One of the most surprising findings when the first B. aphidicola genome was sequenced was that this bacterium lacks all genes responsible for phospholipid biosynthesis (except cls, the gene that encodes cardiolipin synthase, EC 2.7.8.-). The sequencing of two more B. aphidicola genomes corroborated this finding. However, a set of 10 genes coding for a complete biosynthetic pathway of the major bacterial phospholipids (i.e., phosphatidylethanolamine, phosphatidylglycerol, and cardiolipin) from triosephosphate and acyl-CoA is present in W. glossinidia, all except one (plsB, EC 188.8.131.52) are present in B. floridanus, and some of them are essential in B. subtilis. A hypothetical phospholipid biosynthetic pathway from glycerol and exogenous fatty acids has been proposed by Mushegian and Koonin (65) for M. genitalium, albeit with an unreasonably small number of steps. These facts probably indicate that the cell surface in B. aphidicola is fragile, maybe due to its prolonged intracellular life inside vacuole-like host-derived organelles. In contrast, pathogenic bacteria, such as M. genitalium, and endosymbionts that live free in the cytosol of the host cell (which is the case for B. floridanus and W. glossinidia) need a more structured and flexible surface to protect themselves from the host cell. Since phospholipids are an indispensable component of the formation of the membrane lipid bilayer, it seems reasonable to assume that B. aphidicola imports them from the host cell. However, we consider phospholipid biosynthesis one of the essential functions to be performed by a minimal cell, and therefore we have included in our minimal gene set all the genes necessary for the biosynthesis of phosphatidylethanolamine from dihydroxyacetone phosphate and activated fatty acids. We assume for our minimal cell a theoretical lipid bilayer made only of phosphatidylethanolamine, the main phospholipid present in bacterial membranes (it represents 70 to 80% of all zwitterionic phospholipids in E. coli). The observation that E. coli cells lacking the quantitatively major acidic phospholipids (phosphatidylglycerol and cardiolipin) are viable (42) also supports this choice. The nonessentiality of some metabolic steps or the absence of some genes can be explained by metabolic redundancy, nonorthologous substitutions, or even the presence of other kinds of phospholipids acting as functional surrogates (14).

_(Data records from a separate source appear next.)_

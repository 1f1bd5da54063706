use anyhow::{Context, anyhow};

/// Ports a portal listener may bind to.
#[derive(Debug, Clone)]
pub struct PortRanges {
    ranges: Vec<std::ops::RangeInclusive<u16>>,
}

fn parse_port(text: &str) -> anyhow::Result<u16> {
    let port: u16 = text
        .trim()
        .parse()
        .with_context(|| format!("invalid port {text:?}"))?;
    if port == 0 {
        return Err(anyhow!("port 0 cannot be part of a port range"));
    }
    Ok(port)
}

impl PortRanges {
    /// Parse a comma separated list of ports and inclusive ranges, e.g. "20000-20199,21000".
    pub fn parse(ranges_str: &str) -> anyhow::Result<Self> {
        let ranges = ranges_str
            .split(',')
            .map(str::trim)
            .filter(|item| !item.is_empty())
            .map(|item| {
                let (first, last) = match item.split_once('-') {
                    Some((first, last)) => (parse_port(first)?, parse_port(last)?),
                    None => {
                        let port = parse_port(item)?;
                        (port, port)
                    }
                };
                if first > last {
                    return Err(anyhow!("port range {item:?} ends before it starts"));
                }
                Ok(first..=last)
            })
            .collect::<anyhow::Result<Vec<_>>>()?;
        if ranges.is_empty() {
            return Err(anyhow!("no ports in {ranges_str:?}"));
        }
        Ok(Self { ranges })
    }

    fn shuffled_ports(&self) -> Vec<u16> {
        use rand::seq::SliceRandom;
        let mut all_ports: Vec<u16> = self.ranges.iter().flat_map(|range| range.clone()).collect();
        // random order so concurrent listeners rarely collide
        all_ports.shuffle(&mut rand::rng());
        all_ports
    }

    /// Bind a TCP listener to some port within the ranges, trying ports in random order.
    ///
    /// Gives up after `max_duration` (overridable with `REPLMOVER_TCP_BIND_MAX_DURATION_SECONDS`).
    pub async fn bind_tcp_listener(
        &self,
        ip: std::net::IpAddr,
        max_duration: std::time::Duration,
    ) -> anyhow::Result<tokio::net::TcpListener> {
        let max_duration = match std::env::var("REPLMOVER_TCP_BIND_MAX_DURATION_SECONDS")
            .ok()
            .and_then(|s| s.parse::<u64>().ok())
        {
            Some(secs) => {
                tracing::debug!("TCP bind deadline overridden from environment: {secs}s");
                std::time::Duration::from_secs(secs)
            }
            None => max_duration,
        };
        let started = std::time::Instant::now();
        let mut attempts = 0usize;
        let mut last_error = None;
        for port in self.shuffled_ports() {
            if started.elapsed() > max_duration {
                tracing::warn!(
                    "giving up on port ranges after {} bind attempts in {:?}",
                    attempts,
                    started.elapsed()
                );
                break;
            }
            attempts += 1;
            let addr = std::net::SocketAddr::new(ip, port);
            match tokio::net::TcpListener::bind(addr).await {
                Ok(listener) => {
                    tracing::info!("portal listener bound to {} after {} attempts", addr, attempts);
                    return Ok(listener);
                }
                Err(err) => {
                    tracing::debug!("cannot bind {}: {}", addr, err);
                    // back off briefly every few collisions so concurrent binders spread out
                    if err.kind() == std::io::ErrorKind::AddrInUse && attempts % 10 == 0 {
                        tokio::time::sleep(std::time::Duration::from_millis(1)).await;
                    }
                    last_error = Some(err);
                }
            }
        }
        Err(anyhow!(
            "Failed to bind TCP to any port in {:?} after {} attempts in {:?}: {}",
            self.ranges,
            attempts,
            started.elapsed(),
            last_error.map_or_else(|| "no ports available".to_string(), |err| err.to_string())
        ))
    }
}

lgt, which encodes a prolipoprotein diacylglycerol transferase (EC 2.4.99.-) involved in the first step of the synthesis of lipoproteins, is conserved in all analyzed reduced genomes but is absent in P. asteris (70). Although it was annotated as a pseudogene in B. aphidicola BSg (80), the corresponding open reading frame contains a frameshift 29 nucleotides after the start codon of the orthologous gene, but there is an alternative start a few nucleotides downstream, rendering a protein of 246 amino acids that has lost only the first transmembrane domain. The presence of this gene in the small genomes analyzed can be explained because all such genomes contain genes that encode at least one lipoprotein. However, since none of them has been included in the minimal set, lgt has not been included either.
Among the genes related to nucleic acids metabolism, several genes involved in the synthesis of purines and pyrimidines are essential in B. subtilis and are present in all analyzed genomes; these include nrdE and nrdF (or the homologous genes nrdA and nrdB, encoding the two subunits of the ribonucleoside diphosphate reductase, EC 184.108.40.206), together with trxA and trxB (thioredoxin and thioredoxin reductase, EC 220.127.116.11), adk (adenylate kinase, EC 18.104.22.168), gmk (guanylate kinase, EC 22.214.171.124), tmk (thymidylate kinase, EC 126.96.36.199), and prs (phosphoribosylpyrophosphate synthase, EC 188.8.131.52). The nrdI gene, encoding a putative ribonucleoside diphosphate reductase that is essential in B. subtilis, has no orthologue in the five endosymbionts analyzed. However, its presence in the M. genitalium genome may explain why nrdE seems to be nonessential in mycoplasmas (34).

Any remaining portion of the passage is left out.